Donald Trump bashed Democrats' proposal to tax billionaires to pay for their social spending bill.
This comes after House Finance Chair Richard Neal said the proposal is off the table.
But his Senate counterpart and author of the proposal Ron Wyden said the tax is not "dead."
Former president Donald Trump assailed the new billionaire tax proposal from Democrats on Wednesday, suggesting he might flee the United States to escape taxation. But he says he'll be sticking around.
"I just wonder, will I be allowed to run for president again if I move to another country?" he said in a statement. "No, I guess I'll just stick it out, but most others won't!"
Trump was referring to the new billionaire tax proposal that's already on life-support in the Senate only hours after it was introduced by Sen. Ron Wyden of Oregon. It would levy a 23.8% capital gains tax rate on assets like stocks and bonds in an effort to compel roughly 700 billionaires to pay annual taxes on their gains, regardless if they sell or not.

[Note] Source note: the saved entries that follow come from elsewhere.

use clap::Parser;
use tracing_subscriber::{layer::SubscriberExt, util::SubscriberInitExt};

use paylens::cli::{self, AdvanceCommands, Cli, Commands, Context, ReportCommands};
use paylens::validation::AdvanceDraft;

fn init_tracing(verbose: u8) {
    let filter = match verbose {
        0 => "warn",
        1 => "info",
        2 => "debug",
        _ => "trace",
    };
    tracing_subscriber::registry()
        .with(
            tracing_subscriber::EnvFilter::try_from_default_env()
                .unwrap_or_else(|_| filter.into()),
        )
        .with(tracing_subscriber::fmt::layer().with_writer(std::io::stderr))
        .init();
}

fn main() {
    let cli = Cli::parse();
    init_tracing(cli.verbose);
    let ctx = Context::new(cli.data_dir.as_deref());

    let result = match cli.command {
        Commands::Init { company } => cli::init::run(ctx, company),
        Commands::Demo => cli::demo::run(&ctx),
        Commands::Status => cli::status::run(&ctx),
        Commands::Report { command } => match command {
            ReportCommands::Departments { search, output } => {
                cli::report::departments(&ctx, search, output)
            }
            ReportCommands::Positions { top, output } => cli::report::positions(&ctx, top, output),
            ReportCommands::Variance { output } => cli::report::variance(&ctx, output),
            ReportCommands::Dispersion { field, output } => {
                cli::report::dispersion(&ctx, &field, output)
            }
            ReportCommands::Remittances { output } => cli::report::remittances(&ctx, output),
        },
        Commands::Search { kind, term } => cli::search::run(&ctx, &kind, &term),
        Commands::Calendar { month, prev, next } => cli::calendar::run(&ctx, month, prev, next),
        Commands::Advance { command } => match command {
            AdvanceCommands::Submit {
                employee,
                amount,
                amortization,
                start,
                kind,
                notes,
            } => cli::advance::parse_kind(&kind).and_then(|kind| {
                cli::advance::submit(
                    &ctx,
                    AdvanceDraft {
                        kind,
                        employee_number: employee,
                        amount,
                        amortization,
                        start_date: start,
                        notes,
                    },
                )
            }),
        },
    };

    if let Err(e) = result {
        eprintln!("Error: {e}");
        std::process::exit(1);
    }
}
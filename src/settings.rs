use std::path::{Path, PathBuf};

use serde::{Deserialize, Serialize};

use crate::error::{PaylensError, Result};

#[derive(Debug, Clone, Serialize, Deserialize)]
pub struct Settings {
    pub data_dir: String,
    #[serde(default)]
    pub company_name: String,
    #[serde(default = "default_currency_symbol")]
    pub currency_symbol: String,
    #[serde(default = "default_top_positions")]
    pub top_positions: usize,
}

fn default_currency_symbol() -> String {
    "₱".to_string()
}

fn default_top_positions() -> usize {
    10
}

impl Default for Settings {
    fn default() -> Self {
        Self {
            data_dir: default_data_dir().to_string_lossy().to_string(),
            company_name: String::new(),
            currency_symbol: default_currency_symbol(),
            top_positions: default_top_positions(),
        }
    }
}

fn config_dir() -> PathBuf {
    dirs::home_dir()
        .unwrap_or_else(|| PathBuf::from("."))
        .join(".config")
        .join("paylens")
}

fn settings_path() -> PathBuf {
    config_dir().join("settings.json")
}

fn default_data_dir() -> PathBuf {
    dirs::home_dir()
        .unwrap_or_else(|| PathBuf::from("."))
        .join("Documents")
        .join("paylens")
}

fn load_from(path: &Path) -> Settings {
    if path.exists() {
        let content = std::fs::read_to_string(path).unwrap_or_default();
        serde_json::from_str(&content).unwrap_or_default()
    } else {
        Settings::default()
    }
}

fn save_to(settings: &Settings, path: &Path) -> Result<()> {
    if let Some(dir) = path.parent() {
        std::fs::create_dir_all(dir)?;
    }
    let json = serde_json::to_string_pretty(settings)
        .map_err(|e| PaylensError::Settings(e.to_string()))?;
    std::fs::write(path, format!("{json}\n"))?;
    Ok(())
}

pub fn load_settings() -> Settings {
    load_from(&settings_path())
}

pub fn save_settings(settings: &Settings) -> Result<()> {
    save_to(settings, &settings_path())
}

pub fn settings_file_exists() -> bool {
    settings_path().exists()
}

/// Settings with the data directory replaced by `--data-dir`, when given.
pub fn resolve(data_dir: Option<&str>) -> Settings {
    let mut settings = load_settings();
    if let Some(dir) = data_dir {
        settings.data_dir = shellexpand_path(dir);
    }
    settings
}

pub fn shellexpand_path(path: &str) -> String {
    if path.starts_with('~') {
        if let Some(home) = dirs::home_dir() {
            return path.replacen('~', &home.to_string_lossy(), 1);
        }
    }
    std::fs::canonicalize(path)
        .unwrap_or_else(|_| PathBuf::from(path))
        .to_string_lossy()
        .to_string()
}

#[cfg(test)]
mod tests {
    use super::*;

    #[test]
    fn test_save_and_load_roundtrip() {
        let dir = tempfile::tempdir().unwrap();
        let path = dir.path().join("settings.json");
        let settings = Settings {
            data_dir: "/tmp/test".to_string(),
            company_name: "Acme Manila".to_string(),
            currency_symbol: "PHP ".to_string(),
            top_positions: 5,
        };
        save_to(&settings, &path).unwrap();
        let loaded = load_from(&path);
        assert_eq!(loaded.company_name, "Acme Manila");
        assert_eq!(loaded.data_dir, "/tmp/test");
        assert_eq!(loaded.currency_symbol, "PHP ");
        assert_eq!(loaded.top_positions, 5);
    }

    #[test]
    fn test_load_returns_defaults_when_missing() {
        let dir = tempfile::tempdir().unwrap();
        let s = load_from(&dir.path().join("nope.json"));
        assert!(s.company_name.is_empty());
        assert_eq!(s.currency_symbol, "₱");
        assert_eq!(s.top_positions, 10);
        assert!(!s.data_dir.is_empty());
    }

    #[test]
    fn test_load_merges_with_defaults() {
        let json = r#"{"data_dir": "/tmp/test", "company_name": "Bob's Bakery"}"#;
        let s: Settings = serde_json::from_str(json).unwrap();
        assert_eq!(s.currency_symbol, "₱");
        assert_eq!(s.top_positions, 10);
        assert_eq!(s.company_name, "Bob's Bakery");
    }

    #[test]
    fn test_corrupt_file_falls_back_to_defaults() {
        let dir = tempfile::tempdir().unwrap();
        let path = dir.path().join("settings.json");
        std::fs::write(&path, "{not json").unwrap();
        assert_eq!(load_from(&path).top_positions, 10);
    }

    #[test]
    fn test_save_creates_config_dir() {
        let dir = tempfile::tempdir().unwrap();
        let path = dir.path().join("deep").join("nested").join("settings.json");
        save_to(&Settings::default(), &path).unwrap();
        assert!(path.exists());
    }
}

Sen. Joe Manchin of West Virginia imperiled the measure after criticizing it as both punitive to successful people and unworkable. "I don't like the connotation that we're targeting different people," he told reporters, floating a 15% "patriotic tax" without elaborating further.
As Insider previously reported, this proposal would slap people like Tesla CEO Elon Musk with a $10 billion annual bill, which Musk himself spoke out against on Twitter: "Eventually, they run out of other people's money and then they come for you."
An analysis from economist Gabriel Zucman found that the tax could bring in $500 billion, $275 billion of which would come from just the top 10 richest billionaires. If the proposal came to fruition, it would be a "a major structural reform to the tax system" to tax income from wealth like income from wages, according to Frank Clemente, executive director at the left-leaning advocacy group Americans for Tax Fairness.
But just a day after the proposal was brought to the table, House Finance Chair Richard Neal struck it down, telling reporters on Wednesday that it's "very unlikely" the tax will be used to finance Democrats' scaled-down social-spending bill. At the same time, though, Neal's counterpart Wyden was far from throwing in the towel on the proposal he authored.
"I'm not saying that it's dead!" Wyden told Insider, noting that the White House still backs the proposal.
This disagreement is emblematic of the negotiations Democrats are undergoing as they work to develop a framework for their scaled-down bill. Free community college, paid family and medical leave, and an extended five-year child tax credit are already reportedly on the chopping block, and a major Democratic priority to roll back Trump tax cuts were struck down by Arizona Sen. Kyrsten Sinema.